The report points to a governance gap as organizations operationalize AI faster than security programs can keep up. According to the survey, 90% of enterprises said they have visibility into their AI footprint, but 59% confirmed or suspected “shadow AI” in their environments. The findings suggest employees are using unsanctioned AI tools or deploying agentic AI systems outside established monitoring and governance processes.

The research also ties AI-assisted development to production risk. Seventy percent of respondents said they have confirmed or suspected vulnerabilities introduced by AI-generated code in production systems, and 73% said AI-assisted development is increasing software velocity beyond the pace security teams can review.
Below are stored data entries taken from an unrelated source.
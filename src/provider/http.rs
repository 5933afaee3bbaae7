//! HTTP client abstraction so providers can be exercised against canned payloads.

use std::time::Duration;

use log::debug;
use serde::de::DeserializeOwned;

use crate::errors::ProviderError;

/// Blocking HTTP GET.
///
/// Every remote source in the crate goes through this trait, which lets tests
/// substitute a client that serves fixed responses.
pub trait HttpClient: Send + Sync {
    /// Performs an HTTP GET request and returns the response body.
    fn get(&self, url: &str) -> Result<Vec<u8>, ProviderError>;
}

/// Fetches `url` and decodes the body as JSON.
pub fn get_json<T: DeserializeOwned>(
    client: &dyn HttpClient,
    url: &str,
) -> Result<T, ProviderError> {
    let body = client.get(url)?;
    serde_json::from_slice(&body).map_err(|e| ProviderError::Decode {
        url: url.to_string(),
        reason: e.to_string(),
    })
}

/// Real HTTP client implementation using reqwest.
pub struct ReqwestClient {
    client: reqwest::blocking::Client,
}

impl ReqwestClient {
    /// Creates a client whose requests are bounded by `timeout`.
    pub fn with_timeout(timeout: Duration, user_agent: &str) -> Result<Self, ProviderError> {
        let client = reqwest::blocking::Client::builder()
            .timeout(timeout)
            .user_agent(user_agent.to_string())
            .build()
            .map_err(|e| ProviderError::Http {
                url: String::new(),
                reason: format!("Failed to create HTTP client: {}", e),
            })?;

        Ok(Self { client })
    }
}

impl HttpClient for ReqwestClient {
    fn get(&self, url: &str) -> Result<Vec<u8>, ProviderError> {
        debug!("GET {}", url);
        let response = self.client.get(url).send().map_err(|e| ProviderError::Http {
            url: url.to_string(),
            reason: e.to_string(),
        })?;

        if !response.status().is_success() {
            return Err(ProviderError::HttpStatus {
                url: url.to_string(),
                status: response.status().as_u16(),
            });
        }

        response
            .bytes()
            .map(|b| b.to_vec())
            .map_err(|e| ProviderError::Http {
                url: url.to_string(),
                reason: format!("Failed to read response: {}", e),
            })
    }
}

#[cfg(test)]
pub(crate) mod tests {
    use super::*;
    use std::collections::HashMap;
    use std::sync::Mutex;

    /// Serves canned bodies keyed by exact URL. Unknown URLs answer 404.
    #[derive(Default)]
    pub(crate) struct MockHttpClient {
        pub(crate) responses: HashMap<String, Result<Vec<u8>, ProviderError>>,
        pub(crate) requested: Mutex<Vec<String>>,
    }

    impl MockHttpClient {
        pub(crate) fn with_json(mut self, url: &str, body: &str) -> Self {
            self.responses
                .insert(url.to_string(), Ok(body.as_bytes().to_vec()));
            self
        }

        pub(crate) fn with_error(mut self, url: &str, error: ProviderError) -> Self {
            self.responses.insert(url.to_string(), Err(error));
            self
        }

        pub(crate) fn requests(&self) -> Vec<String> {
            self.requested.lock().unwrap().clone()
        }
    }

    impl HttpClient for MockHttpClient {
        fn get(&self, url: &str) -> Result<Vec<u8>, ProviderError> {
            self.requested.lock().unwrap().push(url.to_string());
            self.responses
                .get(url)
                .cloned()
                .unwrap_or_else(|| {
                    Err(ProviderError::HttpStatus {
                        url: url.to_string(),
                        status: 404,
                    })
                })
        }
    }

    #[derive(serde::Deserialize)]
    struct Payload {
        value: u32,
    }

    #[test]
    fn test_get_json_decodes_body() {
        let client = MockHttpClient::default().with_json("http://example.com", r#"{"value": 7}"#);

        let payload: Payload = get_json(&client, "http://example.com").unwrap();
        assert_eq!(payload.value, 7);
    }

    #[test]
    fn test_get_json_reports_decode_errors() {
        let client = MockHttpClient::default().with_json("http://example.com", "not json");

        let result: Result<Payload, _> = get_json(&client, "http://example.com");
        assert!(matches!(result, Err(ProviderError::Decode { .. })));
    }

    #[test]
    fn test_mock_client_unknown_url() {
        let client = MockHttpClient::default();
        let result = client.get("http://example.com/missing");
        assert_eq!(
            result,
            Err(ProviderError::HttpStatus {
                url: "http://example.com/missing".to_string(),
                status: 404
            })
        );
    }
}
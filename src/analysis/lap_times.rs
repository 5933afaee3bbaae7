use serde::{Deserialize, Serialize};

use crate::session::Lap;

/// One timed lap, ready for plotting.
#[derive(Debug, Clone, PartialEq, Serialize, Deserialize)]
pub struct LapTimePoint {
    /// Series label: the race name, or the season when comparing years at one circuit
    pub race: String,
    pub driver: String,
    pub lap_number: u32,
    pub lap_time_seconds: f64,
}

#[derive(Debug, Clone, Default, PartialEq, Serialize, Deserialize)]
pub struct LapTimeSeries {
    pub points: Vec<LapTimePoint>,
}

impl LapTimeSeries {
    pub fn is_empty(&self) -> bool {
        self.points.is_empty()
    }

    pub fn len(&self) -> usize {
        self.points.len()
    }

    /// Points of one series label, in input order.
    pub fn for_race<'a>(&'a self, race: &'a str) -> impl Iterator<Item = &'a LapTimePoint> + 'a {
        self.points.iter().filter(move |p| p.race == race)
    }
}

/// Flattens labelled groups of laps into a lap time series.
///
/// Laps without a lap time are dropped rather than plotted as zero. Filtering
/// to a driver or circuit is the caller's job; every timed lap passed in ends up
/// in the series.
pub fn build_series<'a, L>(race_laps: L) -> LapTimeSeries
where
    L: IntoIterator<Item = (&'a str, &'a [Lap])>,
{
    let points = race_laps
        .into_iter()
        .flat_map(|(race, laps)| {
            laps.iter().filter_map(move |lap| {
                lap.lap_time_seconds().map(|lap_time_seconds| LapTimePoint {
                    race: race.to_string(),
                    driver: lap.driver.clone(),
                    lap_number: lap.lap_number,
                    lap_time_seconds,
                })
            })
        })
        .collect();
    LapTimeSeries { points }
}
use tracing_subscriber::EnvFilter;

/// Log filter used when `RUST_LOG` is unset.
fn default_filter(verbose: u8, quiet: bool) -> &'static str {
    match (quiet, verbose) {
        (true, _) => "warn",
        (false, 0) => "info",
        (false, 1) => "info,rowsum=debug",
        (false, _) => "trace",
    }
}

/// Logs go to stderr so the report on stdout stays machine-readable.
pub fn init(verbose: u8, quiet: bool) {
    let filter = EnvFilter::try_from_default_env()
        .unwrap_or_else(|_| EnvFilter::new(default_filter(verbose, quiet)));

    tracing_subscriber::fmt()
        .with_env_filter(filter)
        .with_writer(std::io::stderr)
        .with_target(false)
        .with_thread_names(true)
        .init();
}

#[cfg(test)]
mod tests {
    use super::*;

    #[test]
    fn test_default_filter_levels() {
        assert_eq!(default_filter(0, false), "info");
        assert_eq!(default_filter(1, false), "info,rowsum=debug");
        assert_eq!(default_filter(3, false), "trace");
        assert_eq!(default_filter(0, true), "warn");
    }
}
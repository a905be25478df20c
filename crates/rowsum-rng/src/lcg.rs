use crate::CellSource;

const MULTIPLIER: u32 = 1_103_515_245;
const INCREMENT: u32 = 12_345;

/// Linear congruential generator with the classic C library constants.
#[derive(Debug, Clone)]
pub struct Lcg {
    state: u32,
}

impl Lcg {
    /// The 64-bit seed is folded into the 32-bit state.
    pub fn new(seed: u64) -> Self {
        Self {
            state: (seed ^ (seed >> 32)) as u32,
        }
    }

    #[inline]
    pub fn next_u32(&mut self) -> u32 {
        self.state = self
            .state
            .wrapping_mul(MULTIPLIER)
            .wrapping_add(INCREMENT);
        self.state
    }
}

impl CellSource for Lcg {
    /// Values fall in `[0, 32767]`.
    #[inline]
    fn next_cell(&mut self) -> i32 {
        ((self.next_u32() >> 16) & 0x7fff) as i32
    }
}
“The greatest AI security threat isn’t what organizations can’t see, it’s what they can see but can’t govern fast enough to stop,” said Sangram Dash, PBC Charter Member and CISO and VP of IT at Sisense.

PBC’s executive chair LingRaj Patil said the data shows security leaders expressing confidence in AI governance while reporting outcomes that contradict that confidence. “This is the defining challenge of AI risk management in 2026: closing the gap between perception and reality,” Patil said.

ArmorCode Chief Security and Trust Officer Karthik Swarnam framed the problem as operational ownership and execution. “Visibility into AI is improving, but the volume and speed of change are outpacing how teams actually operate,” he said.